TASK TO CARRY OUT: Tell how many lines of the data include the word "retries". Nothing but the number belongs in the answer.

Dataset entries:

==========

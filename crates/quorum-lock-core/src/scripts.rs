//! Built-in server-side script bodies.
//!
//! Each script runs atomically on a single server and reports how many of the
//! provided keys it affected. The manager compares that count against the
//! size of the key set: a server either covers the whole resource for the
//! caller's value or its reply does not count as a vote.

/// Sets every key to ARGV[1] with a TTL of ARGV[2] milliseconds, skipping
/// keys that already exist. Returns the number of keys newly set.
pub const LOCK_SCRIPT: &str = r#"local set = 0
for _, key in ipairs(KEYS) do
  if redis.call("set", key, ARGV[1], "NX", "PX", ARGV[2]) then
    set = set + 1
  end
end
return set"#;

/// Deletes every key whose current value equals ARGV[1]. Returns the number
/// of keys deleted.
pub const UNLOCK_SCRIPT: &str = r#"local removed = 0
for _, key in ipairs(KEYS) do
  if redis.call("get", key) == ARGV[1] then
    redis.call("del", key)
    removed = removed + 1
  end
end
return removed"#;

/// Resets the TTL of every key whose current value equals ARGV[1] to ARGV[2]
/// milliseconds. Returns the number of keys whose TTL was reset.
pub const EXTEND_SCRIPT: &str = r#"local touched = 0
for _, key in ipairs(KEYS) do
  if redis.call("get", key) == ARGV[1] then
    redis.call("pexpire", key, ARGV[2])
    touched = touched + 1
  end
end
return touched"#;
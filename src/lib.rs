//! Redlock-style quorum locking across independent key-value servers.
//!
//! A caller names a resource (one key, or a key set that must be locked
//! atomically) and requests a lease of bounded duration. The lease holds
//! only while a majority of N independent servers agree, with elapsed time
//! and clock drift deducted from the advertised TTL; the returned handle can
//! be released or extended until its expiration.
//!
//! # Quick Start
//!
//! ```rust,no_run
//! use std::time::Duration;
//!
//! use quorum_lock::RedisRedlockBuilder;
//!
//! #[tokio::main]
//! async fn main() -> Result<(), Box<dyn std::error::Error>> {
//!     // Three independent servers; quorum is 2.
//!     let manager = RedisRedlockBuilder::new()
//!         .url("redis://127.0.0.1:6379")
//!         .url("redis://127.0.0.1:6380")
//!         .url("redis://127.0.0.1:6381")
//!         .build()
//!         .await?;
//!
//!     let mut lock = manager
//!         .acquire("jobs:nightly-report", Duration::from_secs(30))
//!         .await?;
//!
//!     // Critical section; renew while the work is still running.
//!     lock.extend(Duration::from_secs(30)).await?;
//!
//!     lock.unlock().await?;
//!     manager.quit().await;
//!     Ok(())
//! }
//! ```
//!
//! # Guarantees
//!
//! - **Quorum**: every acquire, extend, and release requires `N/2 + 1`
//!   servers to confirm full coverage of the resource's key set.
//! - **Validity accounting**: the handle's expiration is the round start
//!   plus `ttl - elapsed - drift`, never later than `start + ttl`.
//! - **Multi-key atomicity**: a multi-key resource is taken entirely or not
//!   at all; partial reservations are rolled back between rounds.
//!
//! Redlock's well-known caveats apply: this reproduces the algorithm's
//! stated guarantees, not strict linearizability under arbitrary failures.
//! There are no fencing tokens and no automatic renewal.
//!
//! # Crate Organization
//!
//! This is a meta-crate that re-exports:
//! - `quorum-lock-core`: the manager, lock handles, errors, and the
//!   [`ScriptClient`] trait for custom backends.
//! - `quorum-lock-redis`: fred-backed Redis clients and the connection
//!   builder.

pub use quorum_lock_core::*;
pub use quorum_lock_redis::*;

==========

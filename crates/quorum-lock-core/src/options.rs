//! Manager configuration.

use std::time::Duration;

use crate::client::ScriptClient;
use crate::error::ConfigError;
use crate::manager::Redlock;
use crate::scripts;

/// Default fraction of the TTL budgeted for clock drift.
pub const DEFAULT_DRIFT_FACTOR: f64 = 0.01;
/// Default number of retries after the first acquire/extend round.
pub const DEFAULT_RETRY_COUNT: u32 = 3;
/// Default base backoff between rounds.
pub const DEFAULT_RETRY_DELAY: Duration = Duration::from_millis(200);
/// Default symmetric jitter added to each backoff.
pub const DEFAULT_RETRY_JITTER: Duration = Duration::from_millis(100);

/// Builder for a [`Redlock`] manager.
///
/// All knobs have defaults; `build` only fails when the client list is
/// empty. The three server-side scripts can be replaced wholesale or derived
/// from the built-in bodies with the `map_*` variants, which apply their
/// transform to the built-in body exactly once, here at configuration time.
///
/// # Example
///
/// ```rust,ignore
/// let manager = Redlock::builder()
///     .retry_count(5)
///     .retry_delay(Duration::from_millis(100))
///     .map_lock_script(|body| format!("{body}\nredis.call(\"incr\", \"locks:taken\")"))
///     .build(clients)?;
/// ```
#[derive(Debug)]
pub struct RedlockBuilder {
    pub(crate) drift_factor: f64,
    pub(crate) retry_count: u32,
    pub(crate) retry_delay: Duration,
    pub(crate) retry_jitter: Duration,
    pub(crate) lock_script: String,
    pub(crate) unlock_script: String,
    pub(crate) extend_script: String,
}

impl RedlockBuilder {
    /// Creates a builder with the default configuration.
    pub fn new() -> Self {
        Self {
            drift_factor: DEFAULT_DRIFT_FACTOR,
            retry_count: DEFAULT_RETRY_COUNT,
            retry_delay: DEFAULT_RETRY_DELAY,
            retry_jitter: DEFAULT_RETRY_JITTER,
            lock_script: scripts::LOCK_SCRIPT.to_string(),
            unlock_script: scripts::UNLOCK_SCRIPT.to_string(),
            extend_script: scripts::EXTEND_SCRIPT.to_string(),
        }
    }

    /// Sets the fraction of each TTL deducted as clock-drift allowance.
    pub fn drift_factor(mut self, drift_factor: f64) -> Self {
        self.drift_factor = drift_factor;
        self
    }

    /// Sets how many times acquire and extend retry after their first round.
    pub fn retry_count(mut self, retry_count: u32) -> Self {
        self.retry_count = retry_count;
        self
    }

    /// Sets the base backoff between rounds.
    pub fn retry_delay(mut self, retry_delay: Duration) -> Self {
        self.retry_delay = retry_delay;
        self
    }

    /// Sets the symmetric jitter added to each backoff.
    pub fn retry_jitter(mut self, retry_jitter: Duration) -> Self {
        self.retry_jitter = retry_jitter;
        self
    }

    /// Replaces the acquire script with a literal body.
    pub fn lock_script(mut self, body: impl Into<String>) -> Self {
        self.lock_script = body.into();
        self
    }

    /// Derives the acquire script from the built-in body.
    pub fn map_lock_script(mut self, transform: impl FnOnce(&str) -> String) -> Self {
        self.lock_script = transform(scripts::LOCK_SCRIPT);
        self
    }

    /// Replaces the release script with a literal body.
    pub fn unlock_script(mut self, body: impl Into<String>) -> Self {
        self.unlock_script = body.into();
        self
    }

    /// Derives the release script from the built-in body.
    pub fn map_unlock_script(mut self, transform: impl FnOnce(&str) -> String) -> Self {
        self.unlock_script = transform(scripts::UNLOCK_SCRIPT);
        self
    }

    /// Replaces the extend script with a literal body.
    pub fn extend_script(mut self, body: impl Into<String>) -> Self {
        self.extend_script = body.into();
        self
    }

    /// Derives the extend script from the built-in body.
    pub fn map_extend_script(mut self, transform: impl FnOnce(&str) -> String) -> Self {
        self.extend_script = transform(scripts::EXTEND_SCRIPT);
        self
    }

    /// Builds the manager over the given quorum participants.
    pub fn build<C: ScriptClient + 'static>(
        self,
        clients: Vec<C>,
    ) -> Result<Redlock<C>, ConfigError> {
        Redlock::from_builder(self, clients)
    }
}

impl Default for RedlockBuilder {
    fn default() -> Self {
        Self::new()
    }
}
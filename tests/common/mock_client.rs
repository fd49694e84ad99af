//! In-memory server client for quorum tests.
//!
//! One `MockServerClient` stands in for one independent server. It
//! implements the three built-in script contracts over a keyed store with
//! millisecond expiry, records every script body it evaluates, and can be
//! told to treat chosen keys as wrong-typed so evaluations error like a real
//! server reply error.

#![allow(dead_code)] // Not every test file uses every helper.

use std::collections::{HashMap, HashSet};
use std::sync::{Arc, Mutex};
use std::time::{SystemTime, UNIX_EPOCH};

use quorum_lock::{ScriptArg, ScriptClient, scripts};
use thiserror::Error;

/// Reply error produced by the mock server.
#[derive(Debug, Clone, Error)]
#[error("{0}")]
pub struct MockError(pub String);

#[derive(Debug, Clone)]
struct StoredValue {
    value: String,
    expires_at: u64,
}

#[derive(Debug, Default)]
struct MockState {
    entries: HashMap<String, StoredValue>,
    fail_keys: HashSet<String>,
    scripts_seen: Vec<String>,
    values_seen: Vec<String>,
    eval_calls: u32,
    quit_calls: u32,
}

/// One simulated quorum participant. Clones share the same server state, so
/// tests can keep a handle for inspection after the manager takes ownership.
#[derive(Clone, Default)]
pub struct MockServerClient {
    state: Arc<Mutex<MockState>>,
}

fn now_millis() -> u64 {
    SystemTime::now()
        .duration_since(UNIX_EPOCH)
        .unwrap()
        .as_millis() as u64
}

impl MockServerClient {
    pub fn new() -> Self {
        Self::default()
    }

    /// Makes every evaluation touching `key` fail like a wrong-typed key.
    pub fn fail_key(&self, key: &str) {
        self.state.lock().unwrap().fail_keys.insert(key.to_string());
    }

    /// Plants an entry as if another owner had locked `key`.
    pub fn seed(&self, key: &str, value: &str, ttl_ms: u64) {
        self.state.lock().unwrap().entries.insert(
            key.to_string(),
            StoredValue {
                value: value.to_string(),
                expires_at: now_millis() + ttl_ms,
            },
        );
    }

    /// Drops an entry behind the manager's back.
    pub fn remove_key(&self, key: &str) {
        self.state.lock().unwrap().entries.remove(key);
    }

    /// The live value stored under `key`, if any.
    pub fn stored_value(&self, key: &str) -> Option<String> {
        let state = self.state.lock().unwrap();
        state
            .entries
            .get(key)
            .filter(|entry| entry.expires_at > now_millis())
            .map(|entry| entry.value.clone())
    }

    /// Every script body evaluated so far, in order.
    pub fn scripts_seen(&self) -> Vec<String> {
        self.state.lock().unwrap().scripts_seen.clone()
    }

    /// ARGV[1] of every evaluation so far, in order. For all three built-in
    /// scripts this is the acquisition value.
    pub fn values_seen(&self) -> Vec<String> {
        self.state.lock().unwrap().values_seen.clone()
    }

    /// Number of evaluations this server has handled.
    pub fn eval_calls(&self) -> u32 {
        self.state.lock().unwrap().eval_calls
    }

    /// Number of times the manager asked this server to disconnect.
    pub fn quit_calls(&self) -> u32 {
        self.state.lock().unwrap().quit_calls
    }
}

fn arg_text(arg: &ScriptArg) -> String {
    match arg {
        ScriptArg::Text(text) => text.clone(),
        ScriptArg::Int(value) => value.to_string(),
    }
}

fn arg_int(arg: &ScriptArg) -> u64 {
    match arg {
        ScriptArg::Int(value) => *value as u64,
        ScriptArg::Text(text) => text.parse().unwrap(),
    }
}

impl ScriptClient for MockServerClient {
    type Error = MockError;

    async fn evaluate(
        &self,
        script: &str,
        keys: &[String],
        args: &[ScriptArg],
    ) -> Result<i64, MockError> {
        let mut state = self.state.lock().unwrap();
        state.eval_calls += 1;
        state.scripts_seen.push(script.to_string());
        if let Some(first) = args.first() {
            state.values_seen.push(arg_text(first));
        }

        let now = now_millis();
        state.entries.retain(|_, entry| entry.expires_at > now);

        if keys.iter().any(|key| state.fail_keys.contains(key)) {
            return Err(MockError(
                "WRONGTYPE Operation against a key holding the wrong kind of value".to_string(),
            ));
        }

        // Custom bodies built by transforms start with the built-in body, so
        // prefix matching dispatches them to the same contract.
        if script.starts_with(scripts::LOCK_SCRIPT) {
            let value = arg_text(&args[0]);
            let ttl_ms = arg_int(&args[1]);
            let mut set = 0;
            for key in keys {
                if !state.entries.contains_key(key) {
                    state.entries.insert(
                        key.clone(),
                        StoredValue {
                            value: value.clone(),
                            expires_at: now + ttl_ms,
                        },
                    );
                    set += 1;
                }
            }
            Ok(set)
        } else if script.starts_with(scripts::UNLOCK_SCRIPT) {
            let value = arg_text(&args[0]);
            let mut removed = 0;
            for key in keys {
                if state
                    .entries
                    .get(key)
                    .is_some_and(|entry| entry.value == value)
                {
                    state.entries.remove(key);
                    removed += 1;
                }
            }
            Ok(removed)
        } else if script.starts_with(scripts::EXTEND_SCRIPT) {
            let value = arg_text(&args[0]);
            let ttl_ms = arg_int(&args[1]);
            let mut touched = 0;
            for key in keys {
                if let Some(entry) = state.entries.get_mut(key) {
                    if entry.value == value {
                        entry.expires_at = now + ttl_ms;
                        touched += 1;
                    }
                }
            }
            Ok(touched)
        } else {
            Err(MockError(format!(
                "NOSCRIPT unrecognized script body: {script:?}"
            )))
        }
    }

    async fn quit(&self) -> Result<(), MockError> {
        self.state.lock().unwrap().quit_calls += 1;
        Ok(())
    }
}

==========

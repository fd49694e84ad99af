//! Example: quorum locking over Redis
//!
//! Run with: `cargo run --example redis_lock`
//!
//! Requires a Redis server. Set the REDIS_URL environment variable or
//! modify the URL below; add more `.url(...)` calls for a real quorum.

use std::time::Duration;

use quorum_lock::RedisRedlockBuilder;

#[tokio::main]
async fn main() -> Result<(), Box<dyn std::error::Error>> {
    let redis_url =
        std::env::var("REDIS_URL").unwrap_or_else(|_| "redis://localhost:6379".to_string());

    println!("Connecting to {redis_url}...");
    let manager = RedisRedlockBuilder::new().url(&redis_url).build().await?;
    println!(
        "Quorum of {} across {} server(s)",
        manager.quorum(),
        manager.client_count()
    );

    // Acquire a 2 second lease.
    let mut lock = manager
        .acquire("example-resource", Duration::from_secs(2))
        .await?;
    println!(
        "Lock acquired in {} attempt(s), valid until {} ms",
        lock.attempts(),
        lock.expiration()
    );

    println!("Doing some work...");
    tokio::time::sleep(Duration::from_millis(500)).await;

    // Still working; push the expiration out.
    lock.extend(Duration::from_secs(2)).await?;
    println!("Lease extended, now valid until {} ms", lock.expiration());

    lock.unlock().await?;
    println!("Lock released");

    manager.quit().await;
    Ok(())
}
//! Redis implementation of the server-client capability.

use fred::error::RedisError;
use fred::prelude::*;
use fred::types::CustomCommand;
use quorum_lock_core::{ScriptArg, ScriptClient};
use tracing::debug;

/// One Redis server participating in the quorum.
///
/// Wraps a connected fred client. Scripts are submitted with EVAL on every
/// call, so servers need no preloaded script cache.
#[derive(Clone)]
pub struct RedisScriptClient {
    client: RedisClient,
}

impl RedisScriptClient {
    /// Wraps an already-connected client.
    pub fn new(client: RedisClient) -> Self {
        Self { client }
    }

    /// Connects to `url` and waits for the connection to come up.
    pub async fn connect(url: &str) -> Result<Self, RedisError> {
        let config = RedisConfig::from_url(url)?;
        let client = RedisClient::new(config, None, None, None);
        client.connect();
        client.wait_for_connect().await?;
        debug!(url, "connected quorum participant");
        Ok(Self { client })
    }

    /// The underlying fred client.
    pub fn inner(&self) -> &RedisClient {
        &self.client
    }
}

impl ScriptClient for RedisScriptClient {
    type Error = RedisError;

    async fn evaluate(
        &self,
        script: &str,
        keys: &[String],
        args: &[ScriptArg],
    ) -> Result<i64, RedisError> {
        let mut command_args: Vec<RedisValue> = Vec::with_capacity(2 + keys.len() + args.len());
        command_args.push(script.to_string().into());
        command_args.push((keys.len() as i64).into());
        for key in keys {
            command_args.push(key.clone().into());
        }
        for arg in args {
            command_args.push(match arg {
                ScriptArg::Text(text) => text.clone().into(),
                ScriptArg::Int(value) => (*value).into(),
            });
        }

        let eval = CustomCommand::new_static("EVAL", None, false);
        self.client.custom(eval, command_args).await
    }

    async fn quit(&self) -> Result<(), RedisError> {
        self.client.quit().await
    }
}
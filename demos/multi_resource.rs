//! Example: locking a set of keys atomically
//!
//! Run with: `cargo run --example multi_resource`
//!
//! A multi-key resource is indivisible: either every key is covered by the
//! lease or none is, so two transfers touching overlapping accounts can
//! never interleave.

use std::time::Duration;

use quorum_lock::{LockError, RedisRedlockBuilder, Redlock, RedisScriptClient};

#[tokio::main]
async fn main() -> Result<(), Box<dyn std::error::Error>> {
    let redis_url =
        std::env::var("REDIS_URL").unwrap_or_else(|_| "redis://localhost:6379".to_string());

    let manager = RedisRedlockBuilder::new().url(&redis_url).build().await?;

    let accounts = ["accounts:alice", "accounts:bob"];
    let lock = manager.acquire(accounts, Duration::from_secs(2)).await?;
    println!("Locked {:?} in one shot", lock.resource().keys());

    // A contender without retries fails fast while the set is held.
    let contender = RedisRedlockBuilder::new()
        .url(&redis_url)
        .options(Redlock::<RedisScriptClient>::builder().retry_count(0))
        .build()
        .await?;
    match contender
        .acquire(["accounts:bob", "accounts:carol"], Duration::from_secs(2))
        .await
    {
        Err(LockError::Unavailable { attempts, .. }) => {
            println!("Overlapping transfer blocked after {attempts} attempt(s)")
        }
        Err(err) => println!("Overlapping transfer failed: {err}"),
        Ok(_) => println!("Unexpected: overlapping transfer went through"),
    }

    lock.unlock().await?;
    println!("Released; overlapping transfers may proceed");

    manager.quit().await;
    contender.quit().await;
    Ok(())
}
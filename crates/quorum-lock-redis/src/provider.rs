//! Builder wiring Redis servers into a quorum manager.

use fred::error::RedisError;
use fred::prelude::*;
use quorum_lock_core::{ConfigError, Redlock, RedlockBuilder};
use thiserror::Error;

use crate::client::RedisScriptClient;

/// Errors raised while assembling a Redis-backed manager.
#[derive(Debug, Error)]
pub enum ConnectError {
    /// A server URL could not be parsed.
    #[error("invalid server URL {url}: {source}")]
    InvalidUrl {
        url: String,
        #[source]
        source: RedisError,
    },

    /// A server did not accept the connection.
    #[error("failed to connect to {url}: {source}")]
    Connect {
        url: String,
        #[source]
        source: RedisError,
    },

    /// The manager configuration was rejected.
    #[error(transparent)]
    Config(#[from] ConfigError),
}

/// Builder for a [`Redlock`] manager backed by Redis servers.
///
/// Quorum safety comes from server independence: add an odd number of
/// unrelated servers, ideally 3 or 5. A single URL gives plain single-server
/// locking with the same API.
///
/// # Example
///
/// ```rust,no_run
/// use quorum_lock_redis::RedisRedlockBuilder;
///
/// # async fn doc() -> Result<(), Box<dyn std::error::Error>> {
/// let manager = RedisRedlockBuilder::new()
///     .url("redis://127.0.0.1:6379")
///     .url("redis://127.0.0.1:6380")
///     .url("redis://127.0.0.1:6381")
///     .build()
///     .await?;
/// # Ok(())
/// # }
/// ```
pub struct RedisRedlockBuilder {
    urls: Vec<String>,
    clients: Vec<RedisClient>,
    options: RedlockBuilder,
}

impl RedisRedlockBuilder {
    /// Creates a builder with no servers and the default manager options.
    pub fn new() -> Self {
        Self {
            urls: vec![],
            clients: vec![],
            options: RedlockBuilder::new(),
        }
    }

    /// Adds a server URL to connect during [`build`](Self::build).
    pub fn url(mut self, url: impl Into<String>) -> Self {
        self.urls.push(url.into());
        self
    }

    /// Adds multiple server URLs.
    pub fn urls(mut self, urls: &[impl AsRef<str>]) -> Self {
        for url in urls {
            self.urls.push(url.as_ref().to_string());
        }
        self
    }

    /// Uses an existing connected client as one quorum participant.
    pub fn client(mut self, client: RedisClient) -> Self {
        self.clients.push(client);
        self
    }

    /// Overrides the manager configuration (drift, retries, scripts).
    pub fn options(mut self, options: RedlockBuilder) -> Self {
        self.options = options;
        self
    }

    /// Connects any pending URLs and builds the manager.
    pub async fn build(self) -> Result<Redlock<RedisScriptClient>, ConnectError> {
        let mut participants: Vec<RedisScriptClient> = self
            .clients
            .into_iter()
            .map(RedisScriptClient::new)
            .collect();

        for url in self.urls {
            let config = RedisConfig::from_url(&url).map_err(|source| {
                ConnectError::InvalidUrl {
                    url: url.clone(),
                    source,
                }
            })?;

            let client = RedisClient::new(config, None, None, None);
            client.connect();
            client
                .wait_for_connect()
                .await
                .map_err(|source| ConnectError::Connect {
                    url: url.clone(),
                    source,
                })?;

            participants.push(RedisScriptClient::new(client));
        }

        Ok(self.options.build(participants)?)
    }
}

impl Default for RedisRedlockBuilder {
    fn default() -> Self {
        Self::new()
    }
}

==========

REPLY: 3